The film stars Kyle McLachlan, who would go on to further fame in Lynch's highly acclaimed television series Twin Peaks, as small town boy Jeffrey Beaumont, who returns to the idyllic little berg of Lumberton, North Carolina after his father suffers a stroke. In a moment of signature Lynch-ian horror, Jeffrey discovers a severed ear in a field, and after taking it to the police finds himself embroiled in the subterranean world of perverted gangster Frank Booth (Dennis Hopper) and the desperately sad nightclub singer Dorothy Vallens (Isabella Rossellini). Along for the ride is sweet and sheltered police detective's daughter Sandy Williams (Laura Dern).

The film is bold in its exploration of the psychosexual motivation of its characters. In Frank Booth, Lynch created a villain unlike any other, with a penchant for huffing gas and an all-consuming mummy complex. Elements of voyeurism and invasions of privacy play into a narrative that treats sex with far more complexity than the noir films that inspired Blue Velvet, drawing a distinction between salacious nudity and vulnerable nakedness that cuts right to the core of the forces at play in the nocturnal world into which Jeffrey is thrust.

The discomfort of David Lynch's films often rests on his mix of familiarity and surrealism - an uncanny and dreamlike sense of things being just a little off. Blue Velvet achieves that perhaps more effectively than any other film in his oeuvre, disrupting the sunny facade of Lumberton - white picket fences and orderly flowerbeds, the colours red, white and blue - with disorienting moments that almost assault the senses.

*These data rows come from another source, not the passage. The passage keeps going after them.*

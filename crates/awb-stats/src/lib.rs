//! # awb-stats
//!
//! Pixel statistics for white balance estimation.
//!
//! This crate provides the reductions all three estimators are built from:
//!
//! - [`mean`], [`max_value`], [`channel_means`] - Plain reductions
//! - [`masked_mean_or_fallback`], [`masked_max_or_fallback`] - Masked
//!   reductions with the shared empty-mask fallback
//! - [`quantile`], [`quantile_with_seed`] - Linear-interpolation quantiles
//!   with capped, seedable subsampling for large inputs
//! - [`guard_divisor`] - The divisor zero-guard
//!
//! # Design
//!
//! Everything here is a pure function over slices (plus two [`ImageBuf`]
//! conveniences); no state is retained between calls, so concurrent
//! requests on different buffers never interact. The only randomness is
//! the quantile subsample, and its RNG is constructed per call from an
//! injected seed.
//!
//! # Usage
//!
//! ```rust
//! use awb_stats::{guard_divisor, mean, quantile};
//!
//! let plane = [0.1, 0.2, 0.3, 0.4];
//! let m = mean(&plane);
//! let p95 = quantile(&plane, 0.95);
//! let gain = m / guard_divisor(p95);
//! # let _ = gain;
//! ```
//!
//! # Dependencies
//!
//! - [`awb-core`] - The [`ImageBuf`] buffer type
//! - [`rand`] - Per-call RNG for the quantile subsample
//!
//! # Used By
//!
//! - `awb-balance` - All three estimators

#![warn(missing_docs)]
#![warn(rustdoc::missing_crate_level_docs)]

mod moments;
mod quantile;

pub use moments::*;
pub use quantile::*;

// Re-export so downstream crates name the buffer type without an extra import.
pub use awb_core::ImageBuf;
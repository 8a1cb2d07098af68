//! Benchmarks for AWB-RS operations.
//!
//! Run with: `cargo bench`

use criterion::{BenchmarkId, Criterion, Throughput, black_box, criterion_group, criterion_main};

use awb_balance::{BalanceParams, balance};
use awb_core::{Algorithm, ImageBuf};
use awb_transfer::srgb;

/// Deterministic pseudo-random test image (no RNG dependency needed here).
fn synthetic_image(width: u32, height: u32) -> ImageBuf {
    let plane_len = (width * height) as usize;
    let mut data = Vec::with_capacity(plane_len * 3);
    for c in 0..3u64 {
        for i in 0..plane_len as u64 {
            let h = (i ^ (c << 17)).wrapping_mul(0x9E37_79B9_7F4A_7C15);
            data.push((h >> 40) as f32 / (1u64 << 24) as f32);
        }
    }
    ImageBuf::from_planes(width, height, data).unwrap()
}

/// Benchmark transfer function EOTF/OETF operations.
fn bench_transfer(c: &mut Criterion) {
    let mut group = c.benchmark_group("transfer");

    for size in [1000, 10000, 100000].iter() {
        let values: Vec<f32> = (0..*size).map(|i| i as f32 / *size as f32).collect();

        group.throughput(Throughput::Elements(*size as u64));

        group.bench_with_input(BenchmarkId::new("srgb_eotf", size), &values, |b, v| {
            b.iter(|| v.iter().map(|&x| srgb::eotf(black_box(x))).collect::<Vec<_>>())
        });

        group.bench_with_input(BenchmarkId::new("srgb_oetf", size), &values, |b, v| {
            b.iter(|| v.iter().map(|&x| srgb::oetf(black_box(x))).collect::<Vec<_>>())
        });
    }

    group.finish();
}

/// Benchmark quantile estimation.
fn bench_quantile(c: &mut Criterion) {
    let mut group = c.benchmark_group("quantile");

    for size in [10_000usize, 100_000].iter() {
        let values: Vec<f32> = (0..*size).map(|i| ((i * 2654435761) % 4096) as f32).collect();
        group.throughput(Throughput::Elements(*size as u64));
        group.bench_with_input(BenchmarkId::new("p95", size), &values, |b, v| {
            b.iter(|| awb_stats::quantile(black_box(v), 0.95))
        });
    }

    group.finish();
}

/// Benchmark the three estimators end to end on a fixed-size image.
fn bench_estimators(c: &mut Criterion) {
    let mut group = c.benchmark_group("estimators");

    let img = synthetic_image(512, 512);
    let params = BalanceParams::default();
    group.throughput(Throughput::Elements(img.plane_len() as u64));

    for algorithm in Algorithm::ALL {
        group.bench_function(algorithm.as_str(), |b| {
            b.iter(|| balance(black_box(&img), algorithm, &params).unwrap())
        });
    }

    group.finish();
}

criterion_group!(benches, bench_transfer, bench_quantile, bench_estimators);
criterion_main!(benches);
//! Closed identifier sets for algorithm and color space selection.
//!
//! Both [`Algorithm`] and [`ColorSpace`] are small closed enums resolved
//! once per request. Dispatching on an enum rather than an open string
//! lookup keeps the set compiler-enforced: adding a fourth algorithm forces
//! every `match` in the workspace to acknowledge it.
//!
//! # Wire Names
//!
//! The [`FromStr`]/[`Display`] round-trip uses the exact names a caller
//! submits:
//!
//! | Variant | Name |
//! |---------|------|
//! | [`Algorithm::GreyWorld`] | `grey_world` |
//! | [`Algorithm::WhitePatch`] | `white_patch` |
//! | [`Algorithm::GreyEdge`] | `grey_edge` |
//! | [`ColorSpace::Srgb`] | `sRGB` |
//! | [`ColorSpace::LinearRgb`] | `linear_rgb` |
//!
//! Anything else is a hard [`Error`] — an unknown algorithm must fail
//! loudly rather than silently fall back to Grey World.
//!
//! # Feature Flags
//!
//! With the `serde` feature enabled both enums derive
//! `Serialize`/`Deserialize` using the wire names above.
//!
//! # Used By
//!
//! - `awb-balance` - Estimator dispatch and pipeline requests

use crate::{Error, Result};
use std::fmt;
use std::str::FromStr;

/// Illuminant estimation algorithm.
///
/// Closed set; see the module docs for the wire names.
///
/// # Example
///
/// ```rust
/// use awb_core::Algorithm;
///
/// let algo: Algorithm = "white_patch".parse().unwrap();
/// assert_eq!(algo, Algorithm::WhitePatch);
/// assert_eq!(algo.to_string(), "white_patch");
///
/// assert!("gray_world".parse::<Algorithm>().is_err());
/// ```
#[derive(Copy, Clone, Debug, PartialEq, Eq, Hash)]
#[cfg_attr(feature = "serde", derive(serde::Serialize, serde::Deserialize))]
pub enum Algorithm {
    /// Gains from global per-channel means (assumes the scene average is grey).
    #[cfg_attr(feature = "serde", serde(rename = "grey_world"))]
    GreyWorld,
    /// Gains from the brightest-pixel region (assumes highlights are neutral).
    #[cfg_attr(feature = "serde", serde(rename = "white_patch"))]
    WhitePatch,
    /// Gains from high-gradient regions (assumes edges average to grey).
    #[cfg_attr(feature = "serde", serde(rename = "grey_edge"))]
    GreyEdge,
}

impl Algorithm {
    /// All algorithms, for exhaustive iteration in tests and tooling.
    pub const ALL: [Algorithm; 3] = [Self::GreyWorld, Self::WhitePatch, Self::GreyEdge];

    /// Returns the canonical wire name.
    #[inline]
    pub fn as_str(&self) -> &'static str {
        match self {
            Self::GreyWorld => "grey_world",
            Self::WhitePatch => "white_patch",
            Self::GreyEdge => "grey_edge",
        }
    }
}

impl fmt::Display for Algorithm {
    fn fmt(&self, f: &mut fmt::Formatter<'_>) -> fmt::Result {
        f.write_str(self.as_str())
    }
}

impl FromStr for Algorithm {
    type Err = Error;

    fn from_str(s: &str) -> Result<Self> {
        match s {
            "grey_world" => Ok(Self::GreyWorld),
            "white_patch" => Ok(Self::WhitePatch),
            "grey_edge" => Ok(Self::GreyEdge),
            other => Err(Error::unsupported_algorithm(other)),
        }
    }
}

/// Color encoding of a pixel buffer.
///
/// A buffer always represents exactly one encoding; the encoding is carried
/// alongside the buffer by the caller, never inferred from the data.
///
/// # Example
///
/// ```rust
/// use awb_core::ColorSpace;
///
/// let space: ColorSpace = "sRGB".parse().unwrap();
/// assert_eq!(space, ColorSpace::Srgb);
/// assert!(!space.is_linear());
/// ```
#[derive(Copy, Clone, Debug, PartialEq, Eq, Hash)]
#[cfg_attr(feature = "serde", derive(serde::Serialize, serde::Deserialize))]
pub enum ColorSpace {
    /// Gamma-encoded display sRGB (IEC 61966-2-1).
    #[cfg_attr(feature = "serde", serde(rename = "sRGB"))]
    Srgb,
    /// Linear-light RGB with sRGB primaries.
    #[cfg_attr(feature = "serde", serde(rename = "linear_rgb"))]
    LinearRgb,
}

impl ColorSpace {
    /// All color spaces, for exhaustive iteration in tests and tooling.
    pub const ALL: [ColorSpace; 2] = [Self::Srgb, Self::LinearRgb];

    /// Returns the canonical wire name.
    #[inline]
    pub fn as_str(&self) -> &'static str {
        match self {
            Self::Srgb => "sRGB",
            Self::LinearRgb => "linear_rgb",
        }
    }

    /// Whether this encoding is proportional to physical light intensity.
    #[inline]
    pub fn is_linear(&self) -> bool {
        matches!(self, Self::LinearRgb)
    }
}

impl fmt::Display for ColorSpace {
    fn fmt(&self, f: &mut fmt::Formatter<'_>) -> fmt::Result {
        f.write_str(self.as_str())
    }
}

impl FromStr for ColorSpace {
    type Err = Error;

    fn from_str(s: &str) -> Result<Self> {
        match s {
            "sRGB" => Ok(Self::Srgb),
            "linear_rgb" => Ok(Self::LinearRgb),
            other => Err(Error::unsupported_color_space(other)),
        }
    }
}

It's at once both repulsive and seductive - the audience feels the same morbid excitement as Jeffrey as he is compelled to dig deeper. Frederick Elmes' cinematography, full to the brim with sumptuous colours and suggestive lighting is totally absorbing, adding narrative thrust in tandem with the aforementioned Badalamenti score which swings between sinister ambiance and weeping melodrama. Despite being one of the director's most straightforward films, it's also one of the most successful in capturing his peculiar vision.

With career best performances from its prestigious cast, Blue Velvet may be the most consistent and inventive film (American or otherwise) of the 1980's. It proved to be an enormous influence on independent film to follow, echoing through other classics like Sex, Lies & Videotape (1989) and most notably American Beauty (1999). In thirty years, Blue Velvet has aged very little, so now is a perfect time to revisit it, or experience it for the first time.